#### [PROBLEM TO WORK ON]
In the listing below, how many lines include "RunTimer"? Give the number and no other text.

#### [RECORDS FOR THIS TASK]
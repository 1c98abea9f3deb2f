//! `sportsz` - CLI for the sportsz library
//!
//! Each subcommand plays the part of one form or button: it opens the local
//! store, runs a single operation and prints the result.

#![warn(missing_debug_implementations)]
#![deny(unsafe_code)]

use std::path::{Path, PathBuf};
use std::time::Duration;

use anyhow::Context;
use chrono::Utc;
use clap::Parser;
use tokio::io::{AsyncBufReadExt, BufReader};

use sportsz::athletes::{AthleteFilter, NewAthlete};
use sportsz::chart::{self, NO_DATA};
use sportsz::history::Insight;
use sportsz::cli::{
    AppCommand, AskCommand, AthletesCommand, Cli, Command, CommunityCommand, ConfigCommand, DreamCommand,
    EligibilityCommand, ExportCommand, HistoryCommand, OutputFormat, QuoteCommand,
    RegisterCommand, ResetCommand, TimerCommand, VideoCommand,
};
use sportsz::notify::{send_practice_reminder, ConsoleNotifier};
use sportsz::storage::CollectionKey;
use sportsz::timer::{finish_run, manual_speed, to_kmh, RunTimer};
use sportsz::videos::NewVideo;
use sportsz::{coach, eligibility, export, init_logging, Config, Sportsz};

#[tokio::main]
async fn main() -> anyhow::Result<()> {
    let cli = Cli::parse();

    init_logging(cli.verbosity());

    match cli.command {
        Command::Config(cmd) => handle_config(cli.config, cmd),
        Command::App(cmd) => {
            let config = Config::load_from(cli.config)?;
            let app = Sportsz::open(&config).context("failed to open the SportsZ store")?;
            run(&app, cmd).await
        }
    }
}

async fn run(app: &Sportsz, command: AppCommand) -> anyhow::Result<()> {
    match command {
        AppCommand::Register(cmd) => handle_register(app, cmd),
        AppCommand::Athletes(cmd) => handle_athletes(app, &cmd),
        AppCommand::Timer(cmd) => handle_timer(app, &cmd).await,
        AppCommand::Speed(cmd) => {
            let record = manual_speed(&app.history(), cmd.distance, cmd.seconds)?;
            let speed = record.speed().unwrap_or_default();
            println!("Speed: {speed:.2} m/s ({:.2} km/h)", to_kmh(speed));
            Ok(())
        }
        AppCommand::History(cmd) => handle_history(app, &cmd),
        AppCommand::Insight => {
            handle_insight(app);
            Ok(())
        }
        AppCommand::Export(cmd) => handle_export(app, cmd),
        AppCommand::Video(cmd) => handle_video(app, cmd).await,
        AppCommand::Community(cmd) => handle_community(app, cmd),
        AppCommand::Dream(cmd) => handle_dream(app, cmd),
        AppCommand::Quote(cmd) => handle_quote(app, cmd),
        AppCommand::Eligibility(cmd) => {
            handle_eligibility(&cmd);
            Ok(())
        }
        AppCommand::Ask(cmd) => {
            handle_ask(&cmd);
            Ok(())
        }
        AppCommand::Remind => {
            let notifier = ConsoleNotifier::new(app.config().notifications.permission);
            if !send_practice_reminder(&notifier).await? {
                println!("Reminder not shown.");
            }
            Ok(())
        }
        AppCommand::Reset(cmd) => handle_reset(app, &cmd),
        AppCommand::Status(cmd) => handle_status(app, cmd.json),
    }
}

fn handle_register(app: &Sportsz, cmd: RegisterCommand) -> anyhow::Result<()> {
    let profile = app.athletes().register(NewAthlete {
        name: cmd.name,
        age: cmd.age,
        gender: cmd.gender,
        location: cmd.location,
        sport: cmd.sport,
        consent: cmd.consent,
    })?;
    println!("Registered {} ({})", profile.name, profile.id);
    if let Some(info) = eligibility::lookup(&profile.sport) {
        if !info.allows(profile.age) {
            println!(
                "Note: structured {} training usually starts at {}.",
                info.sport, info.min_age
            );
        }
    }
    Ok(())
}

fn handle_athletes(app: &Sportsz, cmd: &AthletesCommand) -> anyhow::Result<()> {
    let athletes = app.athletes().filter(&AthleteFilter {
        name: cmd.name.clone(),
        sport: cmd.sport.clone(),
    });

    match cmd.format {
        OutputFormat::Json => println!("{}", serde_json::to_string_pretty(&athletes)?),
        OutputFormat::Table => {
            if athletes.is_empty() {
                println!("No athletes found.");
                return Ok(());
            }
            println!("{:<10} {:<20} {:>4} {:<12} {:<15}", "ID", "NAME", "AGE", "SPORT", "LOCATION");
            for a in &athletes {
                println!(
                    "{:<10} {:<20} {:>4} {:<12} {:<15}",
                    a.id, a.name, a.age, a.sport, a.location
                );
            }
        }
    }
    Ok(())
}

async fn handle_timer(app: &Sportsz, cmd: &TimerCommand) -> anyhow::Result<()> {
    let mut timer = RunTimer::new();
    let mut ticker = tokio::time::interval(Duration::from_millis(50));
    let mut lines = BufReader::new(tokio::io::stdin()).lines();

    eprintln!("Timer running. Press Enter to stop.");
    timer.start();
    loop {
        tokio::select! {
            _ = ticker.tick() => {
                if let Some(elapsed) = timer.elapsed() {
                    eprint!("\r{:>8.2} s", elapsed.as_secs_f64());
                }
            }
            line = lines.next_line() => {
                line?;
                break;
            }
        }
    }
    let elapsed = timer.stop().unwrap_or_default();
    eprintln!();

    println!("Time: {:.2} s", elapsed.as_secs_f64());
    match finish_run(&app.history(), cmd.distance, elapsed)? {
        Some(record) => {
            let speed = record.speed().unwrap_or_default();
            println!("Speed: {speed:.2} m/s ({:.2} km/h)", to_kmh(speed));
        }
        None => println!("No distance given; run not saved."),
    }
    Ok(())
}

fn handle_history(app: &Sportsz, cmd: &HistoryCommand) -> anyhow::Result<()> {
    let analytics = &app.config().analytics;
    let window = cmd.window.unwrap_or(analytics.chart_window);
    let history = app.history();

    if cmd.format == OutputFormat::Json {
        println!("{}", serde_json::to_string_pretty(&history.entries())?);
        return Ok(());
    }

    let summary = history.summary(analytics.badge_count);
    println!("History records: {}", summary.total);
    if !summary.badges.is_empty() {
        println!("{}", summary.badges.join("  "));
    }
    let series = history.recent_series(window);
    println!("{}", chart::sparkline(&series).as_deref().unwrap_or(NO_DATA));
    Ok(())
}

fn handle_insight(app: &Sportsz) {
    match app.history().insight() {
        Insight::NoHistory => println!("No insights yet"),
        Insight::NoSpeedData => println!("No speed data yet"),
        Insight::TopSpeed(speed) => println!(
            "Top 10% speed: {speed:.2} m/s ({:.2} km/h)",
            to_kmh(speed)
        ),
    }
}

fn handle_export(app: &Sportsz, cmd: ExportCommand) -> anyhow::Result<()> {
    let (kind, csv, output) = match cmd {
        ExportCommand::History { output } => {
            let Some(csv) = app.export_history() else {
                println!("No history to export");
                return Ok(());
            };
            ("history", csv, output)
        }
        ExportCommand::Report { output } => ("report", app.export_report(), output),
    };

    let path = output.unwrap_or_else(|| {
        PathBuf::from(export::default_file_name(kind, Utc::now().timestamp_millis()))
    });
    std::fs::write(&path, csv).with_context(|| format!("failed to write {}", path.display()))?;
    println!("Exported {kind} to {}", path.display());
    Ok(())
}

async fn handle_video(app: &Sportsz, cmd: VideoCommand) -> anyhow::Result<()> {
    let videos = app.videos();
    match cmd {
        VideoCommand::Upload { path, duration } => {
            let bytes = tokio::fs::read(&path)
                .await
                .with_context(|| format!("failed to read {}", path.display()))?;
            let asset = videos.upload(NewVideo::from_bytes(file_name(&path), &bytes, duration))?;
            println!(
                "Uploaded {} ({} bytes, {:.1} s) as {}",
                asset.filename, asset.byte_size, asset.duration_seconds, asset.id
            );
        }
        VideoCommand::List { format } => {
            let feed = videos.feed();
            match format {
                OutputFormat::Json => println!("{}", serde_json::to_string_pretty(&feed)?),
                OutputFormat::Table => {
                    if feed.is_empty() {
                        println!("No videos uploaded.");
                    }
                    for v in &feed {
                        println!(
                            "{:<10} {:<30} {:>10} B {:>6.1} s  {}",
                            v.id,
                            v.filename,
                            v.byte_size,
                            v.duration_seconds,
                            v.created_at.format("%Y-%m-%d %H:%M")
                        );
                    }
                }
            }
        }
        VideoCommand::Delete { id } => {
            if videos.remove(&id)? {
                println!("Deleted {id}");
            } else {
                println!("No video with id {id}");
            }
        }
    }
    Ok(())
}

fn file_name(path: &Path) -> String {
    path.file_name()
        .map_or_else(|| path.display().to_string(), |n| n.to_string_lossy().into_owned())
}

fn handle_community(app: &Sportsz, cmd: CommunityCommand) -> anyhow::Result<()> {
    let community = app.community();
    match cmd {
        CommunityCommand::Post { author, title } => {
            let post = community.post(&author, &title)?;
            println!("Posted \"{}\" ({})", post.title, post.id);
        }
        CommunityCommand::Feed => {
            let feed = community.feed();
            if feed.is_empty() {
                println!("No posts yet.");
            }
            for post in &feed {
                println!(
                    "[{}] {}: {}  ({})",
                    post.initial(),
                    post.author_name,
                    post.title,
                    post.created_at.format("%Y-%m-%d %H:%M")
                );
            }
        }
    }
    Ok(())
}

fn handle_dream(app: &Sportsz, cmd: DreamCommand) -> anyhow::Result<()> {
    let board = app.dream();
    let dream = match cmd {
        DreamCommand::Show => board.load(),
        DreamCommand::Set {
            goal,
            progress: Some(progress),
        } => board.save(&goal, progress)?,
        DreamCommand::Set {
            goal,
            progress: None,
        } => board.set_goal(&goal)?,
        DreamCommand::Progress { percent } => board.set_progress(percent)?,
    };

    println!(
        "{}",
        dream.headline().as_deref().unwrap_or("No dream set yet.")
    );
    println!("Progress: {}%", dream.progress_percent);
    if dream.is_complete() {
        println!("🎉 Dream achieved!");
    }
    if let Some(quote) = app.quotes().random() {
        println!("\"{quote}\"");
    }
    Ok(())
}

fn handle_quote(app: &Sportsz, cmd: QuoteCommand) -> anyhow::Result<()> {
    let quotes = app.quotes();
    if let Some(text) = cmd.add {
        quotes.add(&text)?;
        println!("Quote added.");
    } else if let Some(quote) = quotes.random() {
        println!("{quote}");
    }
    Ok(())
}

fn handle_eligibility(cmd: &EligibilityCommand) {
    let Some(sport) = &cmd.sport else {
        for info in &eligibility::TABLE {
            println!("{:<12} min age {:>2}  {}", info.sport, info.min_age, info.note);
        }
        return;
    };
    match eligibility::lookup(sport) {
        Some(info) => {
            println!("Min Age: {}", info.min_age);
            println!("{}", info.note);
        }
        None => println!("No info yet."),
    }
}

fn handle_ask(cmd: &AskCommand) {
    if let Some(reply) = coach::reply(&cmd.question.join(" ")) {
        println!("{reply}");
    }
}

fn handle_reset(app: &Sportsz, cmd: &ResetCommand) -> anyhow::Result<()> {
    let key = CollectionKey::from(cmd.collection);
    if !cmd.yes {
        println!("This will delete everything in {key}.");
        println!("Use --yes to confirm.");
        return Ok(());
    }
    if app.reset(key)? {
        println!("Cleared {key}.");
    } else {
        println!("{key} was already empty.");
    }
    Ok(())
}

fn handle_status(app: &Sportsz, json: bool) -> anyhow::Result<()> {
    let status = app.status()?;
    if json {
        let collections: serde_json::Map<String, serde_json::Value> = status
            .collections
            .iter()
            .map(|c| (c.key.to_string(), c.records.into()))
            .collect();
        let value = serde_json::json!({
            "location": status.storage.location,
            "keys": status.storage.collections,
            "total_bytes": status.storage.total_bytes,
            "collections": collections,
        });
        println!("{}", serde_json::to_string_pretty(&value)?);
    } else {
        println!("sportsz status");
        println!("--------------");
        println!("Storage:       {}", status.storage.location);
        println!("Size:          {} bytes", status.storage.total_bytes);
        println!();
        for c in &status.collections {
            println!("{:<20} {:>6}", c.key, c.records);
        }
    }
    Ok(())
}

fn handle_config(config_path: Option<PathBuf>, cmd: ConfigCommand) -> anyhow::Result<()> {
    match cmd {
        ConfigCommand::Show { json } => {
            let config = Config::load_from(config_path)?;
            if json {
                println!("{}", serde_json::to_string_pretty(&config)?);
            } else {
                print_config(&config);
            }
        }
        ConfigCommand::Path => {
            println!("{}", config_path.unwrap_or_else(Config::default_config_path).display());
        }
        ConfigCommand::Validate { file } => {
            let path = validation_target(file, config_path);
            println!("Validating configuration: {}", path.display());
            match Config::load_from(Some(path)) {
                Ok(_) => println!("Configuration is valid."),
                Err(e) => println!("Configuration error: {e}"),
            }
        }
    }
    Ok(())
}

/// `--file` wins over `-c`, which wins over the default location.
fn validation_target(file: Option<PathBuf>, config_path: Option<PathBuf>) -> PathBuf {
    file.or(config_path)
        .unwrap_or_else(Config::default_config_path)
}

fn print_config(config: &Config) {
    println!("Current Configuration");
    println!("=====================");
    println!();
    println!("[Storage]");
    println!("  Backend:            {:?}", config.storage.backend);
    println!("  Database path:      {}", config.database_path().display());
    println!();
    println!("[Analytics]");
    println!("  Chart window:       {}", config.analytics.chart_window);
    println!("  Badge count:        {}", config.analytics.badge_count);
    println!();
    println!("[Video]");
    println!(
        "  Min duration (s):   {}",
        config.video.min_duration_seconds
    );
    println!();
    println!("[Notifications]");
    println!("  Permission:         {}", config.notifications.permission);
}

#### [WRITTEN ANSWER]
2